Effect of surface morphology on GaAs solar cells grown on planarized spalled (100) GaAs substrates

We analyze the effect of surface morphology created by planarizing spalled GaAs wafers on GaAs solar cells grown by HVPE. Controlled spalling of (100)-oriented GaAs has potential to reduce substrate costs for III-V photovoltaics (PV); however, it creates regularly faceted surfaces that complicate the growth of high quality III-V PV devices. We leverage the crystallographic-direction-dependent growth capability of hydride vapor phase epitaxy (HVPE) to planarize these faceted GaAs substrates, reducing the surface roughness and degree of faceting.
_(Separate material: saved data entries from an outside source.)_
//! sc - school/grade/class scope tool
//!
//! CLI entry point for inspecting the scope tree and normalizing selections.

use std::sync::Arc;

use clap::Parser;
use colored::*;
use eyre::{Context, Result};
use serde::Serialize;
use serde_json::Value;
use tracing::debug;

use schoolscope::autorun::{summarize_content, tasks_from_payload};
use schoolscope::cli::{Cli, Command, OutputFormat};
use schoolscope::config::Config;
use schoolscope::scope::{self, ScopeLevel, ScopeNode};
use schoolscope::source::{FileMenuSource, HttpMenuSource, MenuSource};
use schoolscope::ScopeService;

fn setup_logging(cli_log_level: Option<&str>, config_log_level: Option<&str>) -> Result<()> {
    // Priority: CLI --log-level > config file > default (INFO)
    let level_str = cli_log_level.or(config_log_level).unwrap_or("INFO");
    let level = match level_str.to_uppercase().as_str() {
        "TRACE" => tracing::Level::TRACE,
        "DEBUG" => tracing::Level::DEBUG,
        "INFO" => tracing::Level::INFO,
        "WARN" | "WARNING" => tracing::Level::WARN,
        "ERROR" => tracing::Level::ERROR,
        _ => {
            eprintln!("Warning: Unknown log-level '{}', defaulting to INFO", level_str);
            tracing::Level::INFO
        }
    };

    tracing_subscriber::fmt()
        .with_writer(std::io::stderr)
        .with_env_filter(tracing_subscriber::EnvFilter::from_default_env().add_directive(level.into()))
        .try_init()
        .map_err(|e| eyre::eyre!("Failed to initialize logging: {}", e))?;

    debug!(?level, "Logging initialized");
    Ok(())
}

fn print_json<T: Serialize>(value: &T) -> Result<()> {
    println!("{}", serde_json::to_string_pretty(value)?);
    Ok(())
}

fn print_values(values: &[String], format: OutputFormat) -> Result<()> {
    match format {
        OutputFormat::Json => print_json(&values),
        OutputFormat::Text => {
            for value in values {
                println!("{}", value);
            }
            Ok(())
        }
    }
}

fn print_tree(nodes: &[ScopeNode], depth: usize) {
    for node in nodes {
        println!("{}{} {}", "  ".repeat(depth), node.label, node.value.dimmed());
        print_tree(&node.children, depth + 1);
    }
}

fn menu_source(cli: &Cli, config: &Config) -> Result<Arc<dyn MenuSource>> {
    if let Some(path) = &cli.menu_file {
        debug!(path = %path.display(), "menu_source: using menu file");
        return Ok(Arc::new(FileMenuSource::new(path)));
    }
    config.validate().context("Invalid configuration")?;
    let source = HttpMenuSource::from_config(config).context("Failed to create HTTP client")?;
    debug!(url = %source.url(), "menu_source: using backend");
    Ok(Arc::new(source))
}

fn cmd_encode(level: ScopeLevel, school: &str, grade: Option<&str>, class: Option<&str>) -> Result<()> {
    let value = scope::encode(level, school, grade, class)?;
    println!("{}", value);
    Ok(())
}

fn cmd_decode(value: &str, format: OutputFormat) -> Result<()> {
    let parsed = scope::decode(value);
    match format {
        OutputFormat::Json => print_json(&parsed),
        OutputFormat::Text => {
            println!("level:  {}", parsed.level.to_string().cyan());
            println!("school: {}", parsed.school.as_deref().unwrap_or("-"));
            println!("grade:  {}", parsed.grade.as_deref().unwrap_or("-"));
            println!("class:  {}", parsed.class.as_deref().unwrap_or("-"));
            Ok(())
        }
    }
}

async fn cmd_tree(service: &ScopeService, format: OutputFormat) -> Result<()> {
    let tree = service.build_tree().await.context("Failed to build scope tree")?;
    let nodes: &[ScopeNode] = &tree;
    match format {
        OutputFormat::Json => print_json(&nodes),
        OutputFormat::Text => {
            if nodes.is_empty() {
                println!("No scopes found");
            }
            print_tree(nodes, 0);
            Ok(())
        }
    }
}

async fn cmd_find(service: &ScopeService, value: &str, format: OutputFormat) -> Result<()> {
    let node = service.find(value).await.context("Failed to build scope tree")?;
    match (node, format) {
        (Some(node), OutputFormat::Json) => print_json(&node),
        (Some(node), OutputFormat::Text) => {
            println!("{} {}", node.label, node.value.dimmed());
            Ok(())
        }
        (None, _) => Err(eyre::eyre!("No scope with value '{}'", value)),
    }
}

async fn cmd_options(service: &ScopeService, selected: &[String], format: OutputFormat) -> Result<()> {
    let options = service.options(selected).await.context("Failed to build scope tree")?;
    match format {
        OutputFormat::Json => print_json(&options),
        OutputFormat::Text => {
            for option in options {
                let mark = if selected.contains(&option.value) {
                    "✓".green()
                } else if option.disabled {
                    "-".dimmed()
                } else {
                    " ".normal()
                };
                let label = if option.disabled {
                    option.label.dimmed()
                } else {
                    option.label.normal()
                };
                println!("{} {} {}", mark, label, option.value.dimmed());
            }
            Ok(())
        }
    }
}

fn cmd_grades(values: &[String], format: OutputFormat) -> Result<()> {
    let pairs = scope::grade_pairs(values);
    match format {
        OutputFormat::Json => print_json(&pairs),
        OutputFormat::Text => {
            for pair in pairs {
                println!("{}\t{}", pair.school, pair.grade);
            }
            Ok(())
        }
    }
}

fn cmd_summary(path: &std::path::Path, format: OutputFormat) -> Result<()> {
    let content = std::fs::read_to_string(path).context(format!("Failed to read {}", path.display()))?;
    let payload: Value = serde_json::from_str(&content).context("Failed to parse task JSON")?;
    let tasks = tasks_from_payload(payload);

    match format {
        OutputFormat::Json => {
            let rows: Vec<Value> = tasks
                .iter()
                .map(|t| {
                    serde_json::json!({
                        "id": t.id,
                        "type": t.kind.label(),
                        "scope": t.normalized_scope(),
                        "summary": summarize_content(t),
                        "priority": t.priority,
                        "status": t.status.label(),
                    })
                })
                .collect();
            print_json(&rows)
        }
        OutputFormat::Text => {
            for task in &tasks {
                println!(
                    "{} [{}] {} ({}) {}",
                    task.id.yellow(),
                    task.kind,
                    summarize_content(task),
                    task.status,
                    task.normalized_scope().join(", ").dimmed()
                );
            }
            Ok(())
        }
    }
}

#[tokio::main]
async fn main() -> Result<()> {
    let cli = Cli::parse();

    // Load log level from config file early (before full config load)
    let config_log_level = Config::load_log_level(cli.config.as_ref());
    setup_logging(cli.log_level.as_deref(), config_log_level.as_deref()).context("Failed to setup logging")?;

    let config = Config::load(cli.config.as_ref()).context("Failed to load configuration")?;
    debug!(api_server = %config.api_server, "main: loaded config");

    let format = cli.format;
    debug!(command = ?cli.command, "main: dispatching command");
    match &cli.command {
        Command::Encode {
            level,
            school,
            grade,
            class,
        } => cmd_encode(*level, school, grade.as_deref(), class.as_deref()),
        Command::Decode { value } => cmd_decode(value, format),
        Command::Normalize { values } => print_values(&scope::normalize(values.as_slice()), format),
        Command::Grades { values } => cmd_grades(values, format),
        Command::Summary { path } => cmd_summary(path, format),
        Command::Tree => {
            let service = ScopeService::new(menu_source(&cli, &config)?);
            cmd_tree(&service, format).await
        }
        Command::Find { value } => {
            let service = ScopeService::new(menu_source(&cli, &config)?);
            cmd_find(&service, value, format).await
        }
        Command::Options { selected } => {
            let service = ScopeService::new(menu_source(&cli, &config)?);
            cmd_options(&service, selected, format).await
        }
    }
}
We then demonstrate that GaAs solar cells grown on planarized surfaces are nominally identical to those grown on a planar, epi-ready GaAs surface. We observe slightly degraded device performance in cases where facets are not completely removed. We use device-scale imaging techniques combined with characterization of device cross sections to analyze this performance degradation. Lastly, we discuss the growth mechanisms that contribute to the planarization of faceted surfaces. These investigations into the mechanisms of both device degradation and planarizing growth will ultimately enable high-performing III-V PV with the cost reduction potential of controlled spalling. This advancement, when combined with low-cost epitaxy by HVPE, provides one of the most promising routes to low-cost III-V PV to date.